Another problem is the one pit stop per driver rule which was in force in Bahrain. One tyre change is ridiculous, what if you hit debris straight after a change? Drivers will not push to the maximum and risk going out of a race because of tyre damage, particularly when they have to start the race on the tyres they qualified with. It is preposterous.

Returning king Schumacher was not overly impressed with the new changes himself, saying: "Overtaking was basically impossible unless somebody made a mistake that is the action we are going to have with this kind of environment of race strategy."

Ever since Ayrton Senna’s crash in San Marino back in 1994 the rules have been tampered with. It is nocoincidence the last time Formula One was truly enjoyable was in the early to mid 90’s - sure, there have been occasional exciting races and flashes of brilliance since then, but after that fateful weekend the FIA started implementing extreme safety measures which took away a lot of the competitiveness. It was a bit of a knee-jerk reaction.

Admittedly, you can’t ignore a death and action had to be taken but it should have focused on tracks and crash barriers, rather than the prevention of cars being competitive. Since then the rule changes have escalated with every season and get wackier and wackier, until eventually there will be a race where the cars start and finish in the exact same order.
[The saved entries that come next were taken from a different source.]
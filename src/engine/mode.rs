// ABOUTME: Execution modes selecting how far a workflow run goes
// ABOUTME: dry-run validates only, run executes missing work, compare re-executes and diffs

use serde::{Deserialize, Serialize};
use std::fmt;
use std::str::FromStr;

#[derive(Debug, Clone, Copy, PartialEq, Eq, Hash, Default, Serialize, Deserialize)]
#[serde(rename_all = "kebab-case")]
pub enum ExecutionMode {
    #[default]
    DryRun,
    Run,
    Compare,
}

impl ExecutionMode {
    pub fn as_str(&self) -> &'static str {
        match self {
            ExecutionMode::DryRun => "dry-run",
            ExecutionMode::Run => "run",
            ExecutionMode::Compare => "compare",
        }
    }
}

impl fmt::Display for ExecutionMode {
    fn fmt(&self, f: &mut fmt::Formatter<'_>) -> fmt::Result {
        f.write_str(self.as_str())
    }
}

impl FromStr for ExecutionMode {
    type Err = String;

    fn from_str(s: &str) -> Result<Self, Self::Err> {
        match s.trim().to_ascii_lowercase().as_str() {
            "dry-run" | "dryrun" | "dry_run" => Ok(ExecutionMode::DryRun),
            "run" => Ok(ExecutionMode::Run),
            "compare" => Ok(ExecutionMode::Compare),
            other => Err(format!(
                "unknown mode '{}' (expected dry-run, run or compare)",
                other
            )),
        }
    }
}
Last year there was all sorts of commotion and confusion about KERS and diffusers which set the teams apart dramatically in terms of quality. Earlier in pre-season McLaren were delayed on the track while the FIA measured their rear spoiler to see if it was millimetres too big. It’s madness. All anyone wants to see is close racing and it seems like certain people are determined to suck all the fun out of ever y aspect of Formula One.

Admittedly Formula One isn’t the only sport to be dominated by power crazed know-nothings h**l bent on mutilating the sport, just ask most football fans what they think of Sepp Blatter? However, Bernie Ecclestone and co need to wake up and see that Formula One is all about excitement and won’t attract the fans if it doesn’t lighten up on its rules. Drivers and teams should be granted more freedom to create original cars and strategies while drivers should be given more of an opportunity to show why they are sat in the cockpit in the first place.

Until they rectify the situation they are going to continue to lose fans, lose revenue, teams will fold, people won’t watch it anymore and as a sport it will be a struggle.

Right now it’s about as thrilling as looking out your front bedroom and watching the traffic coasting along the street.